Spectral sequences in smooth generalized cohomology

TL;DR

This paper develops spectral sequences for smooth generalized cohomology theories, enabling systematic analysis of torsion and cohomology operations, with explicit differentials identified for several key theories.

Contribution

It introduces a filtration-based spectral sequence framework for smooth generalized cohomology, including differential theories, and explicitly computes differentials for several important cases.

Findings

Explicit differentials in spectral sequences for smooth Deligne cohomology

Identification of differentials in differential topological K-theory

Introduction of a smooth extension of integral Morava K-theory

Abstract

We consider spectral sequences in smooth generalized cohomology theories, including differential generalized cohomology theories. The main differential spectral sequences will be of the Atiyah-Hirzebruch (AHSS) type, where we provide a filtration by the Cech resolution of smooth manifolds.
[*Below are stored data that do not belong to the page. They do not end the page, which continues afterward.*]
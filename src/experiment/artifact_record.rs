//! Artifact Record - content-addressed files stored with a run

use std::fmt;
use std::str::FromStr;

use chrono::{DateTime, Utc};
use serde::{Deserialize, Serialize};

use crate::error::Error;

/// Artifact Record represents one file stored under a run's artifact root.
///
/// Directory uploads produce one record per contained file, each keyed by
/// its run-relative `path` (always `/`-separated).
///
/// ## CAS Hash Format
///
/// The `cas_hash` follows the format: `algorithm:hex_digest`, e.g.
/// `sha256:e3b0c44298fc1c149afbf4c8996fb92427ae41e4649b934ca495991b7852b855`
#[derive(Debug, Clone, Serialize, Deserialize, PartialEq, Eq)]
pub struct ArtifactRecord {
    run_id: String,
    path: String,
    cas_hash: String,
    size_bytes: u64,
    created_at: DateTime<Utc>,
}

impl ArtifactRecord {
    /// Create a new artifact record.
    ///
    /// # Arguments
    ///
    /// * `run_id` - ID of the parent run
    /// * `path` - Run-relative artifact path (e.g., "model/model.json")
    /// * `cas_hash` - Content-addressable hash (e.g., "sha256:abc123")
    /// * `size_bytes` - Size of the artifact in bytes
    #[must_use]
    pub fn new(
        run_id: impl Into<String>,
        path: impl Into<String>,
        cas_hash: impl Into<String>,
        size_bytes: u64,
    ) -> Self {
        Self {
            run_id: run_id.into(),
            path: path.into(),
            cas_hash: cas_hash.into(),
            size_bytes,
            created_at: Utc::now(),
        }
    }

    /// Get the run ID.
    #[must_use]
    pub fn run_id(&self) -> &str {
        &self.run_id
    }

    /// Get the run-relative artifact path.
    #[must_use]
    pub fn path(&self) -> &str {
        &self.path
    }

    /// Get the content-addressable hash.
    #[must_use]
    pub fn cas_hash(&self) -> &str {
        &self.cas_hash
    }

    /// Get the artifact size in bytes.
    #[must_use]
    pub const fn size_bytes(&self) -> u64 {
        self.size_bytes
    }

    /// Get the creation timestamp.
    #[must_use]
    pub const fn created_at(&self) -> DateTime<Utc> {
        self.created_at
    }

    /// Locator addressing this artifact.
    #[must_use]
    pub fn locator(&self) -> ArtifactLocator {
        ArtifactLocator::new(self.run_id.clone(), self.path.clone())
    }
}

const LOCATOR_SCHEME: &str = "runs:/";

/// Explicit reference to an artifact: run ID plus run-relative path.
///
/// Renders and parses as `runs:/<run_id>/<path>`, so prediction code can
/// name a trained model without depending on where a backend keeps it.
#[derive(Debug, Clone, PartialEq, Eq, Hash)]
pub struct ArtifactLocator {
    run_id: String,
    path: String,
}

impl ArtifactLocator {
    /// Create a locator from its parts.
    #[must_use]
    pub fn new(run_id: impl Into<String>, path: impl Into<String>) -> Self {
        Self {
            run_id: run_id.into(),
            path: path.into(),
        }
    }

    /// Get the run ID.
    #[must_use]
    pub fn run_id(&self) -> &str {
        &self.run_id
    }

    /// Get the run-relative artifact path.
    #[must_use]
    pub fn path(&self) -> &str {
        &self.path
    }
}

impl fmt::Display for ArtifactLocator {
    fn fmt(&self, f: &mut fmt::Formatter<'_>) -> fmt::Result {
        write!(f, "{LOCATOR_SCHEME}{}/{}", self.run_id, self.path)
    }
}

impl FromStr for ArtifactLocator {
    type Err = Error;

    fn from_str(s: &str) -> Result<Self, Self::Err> {
        let malformed = || {
            Error::InvalidKey(format!(
                "malformed artifact locator {s:?}, expected runs:/<run_id>/<path>"
            ))
        };
        let rest = s.strip_prefix(LOCATOR_SCHEME).ok_or_else(malformed)?;
        let (run_id, path) = rest.split_once('/').ok_or_else(malformed)?;
        let path = path.trim_matches('/');
        if run_id.is_empty() || path.is_empty() {
            return Err(malformed());
        }
        Ok(Self::new(run_id, path))
    }
}

#[cfg(test)]
mod tests {
    use super::*;

    #[test]
    fn test_artifact_record_new() {
        let artifact = ArtifactRecord::new("run-1", "model/model.json", "sha256:abc123", 1000);
        assert_eq!(artifact.run_id(), "run-1");
        assert_eq!(artifact.path(), "model/model.json");
        assert_eq!(artifact.cas_hash(), "sha256:abc123");
        assert_eq!(artifact.size_bytes(), 1000);
    }

    #[test]
    fn test_locator_display_and_parse() {
        let artifact = ArtifactRecord::new("d999f51f", "model/model.json", "sha256:00", 2);
        let locator = artifact.locator();
        assert_eq!(locator.to_string(), "runs:/d999f51f/model/model.json");

        let parsed: ArtifactLocator = "runs:/d999f51f/model/model.json".parse().unwrap();
        assert_eq!(parsed, locator);
    }

    #[test]
    fn test_locator_rejects_malformed() {
        for bad in ["file:///mnt/model", "runs:/", "runs:/abc", "runs:/abc/", "runs://model"] {
            assert!(
                matches!(bad.parse::<ArtifactLocator>(), Err(Error::InvalidKey(_))),
                "{bad} should be rejected"
            );
        }
    }
}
This allows for systematic study of torsion in differential cohomology. We apply this in detail to smooth Deligne cohomology, differential topological complex K-theory, and to a smooth extension of integral Morava K-theory that we introduce. In each case we explicitly identify the differentials in the corresponding spectral sequences, which exhibit an interesting and systematic interplay between (refinement of) classical cohomology operations, operations involving differential forms, and operations on cohomology with U(1) coefficients.